The POD (Proof of Delivery) collection agent is a separate workflow. After delivery, many logistics companies struggle to get drivers to actually submit their POD evidence (photo, signature). This leads to disputes with customers who claim non-delivery. An AI agent can follow up with the driver: "We need your POD for delivery XYZ123. Upload photo here: [link]." It can also follow up with the customer if there's a mismatch.
All of this runs on top of your existing TMS (Transport Management System) and OMS (Order Management System). The AI agent is an orchestration layer, not a replacement system. It reads the status from your existing systems and coordinates communication.

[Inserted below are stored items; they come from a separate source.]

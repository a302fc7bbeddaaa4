use chrono::{DateTime, Utc};
use serde::{Deserialize, Serialize};
use sqlx::FromRow;

use crate::models::ids::{JobId, ResumeId};

#[derive(Debug, Clone, Serialize, Deserialize, FromRow)]
pub struct JobRow {
    pub id: JobId,
    pub title: String,
    pub jd_text: String,
    pub created_at: DateTime<Utc>,
}

#[derive(Debug, Clone, Serialize, Deserialize, FromRow)]
pub struct ResumeRow {
    pub id: ResumeId,
    pub text: String,
    pub created_at: DateTime<Utc>,
}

B2B Logistics: The Consignee Communication Gap
Most logistics AI articles focus on B2C. direct-to-consumer e-commerce deliveries. But B2B logistics has an even larger communication gap. A freight company ships goods to a warehouse or retail store. The shipper knows the status because they're in regular contact with the freight company. But the consignee (the warehouse that's receiving the goods) is often left in the dark.
The warehouse calls repeatedly: "Has my shipment left the hub?" "Is it in transit?" "When will it arrive?" The operations team at the freight company handles these calls manually, looking up tracking data and calling customers back. It's the same WISMO problem, but in B2B format.
An AI agent solves this too. The warehouse receives automatic notifications: "Your LTL shipment SHIP-123 of 8 pallets is in transit from Delhi Hub. Current location: Agra. Expected delivery: Thursday 3pm." No phone calls needed. The operations team can focus on exceptions.
Customer Experience in Logistics: Exceptions Are the Differentiator
Here's the hard truth about logistics: most shipments move smoothly. They're picked, packed, loaded, in-transit, out-for-delivery, and delivered within the promised timeframe. For these shipments, the customer doesn't need much communication. just a simple status update.
The brand differentiator is how you handle the 3% of shipments that go wrong. A package is delayed. A driver can't find the address. A package gets damaged. In these situations, the customer's experience with your support team is what determines whether they use you again or switch to a competitor.
An AI communication layer makes the 97% frictionless and frees your operations team to focus on the 3%. You're not paying support agents to answer status queries. You're paying them to solve problems. That's a much higher-value use of labour.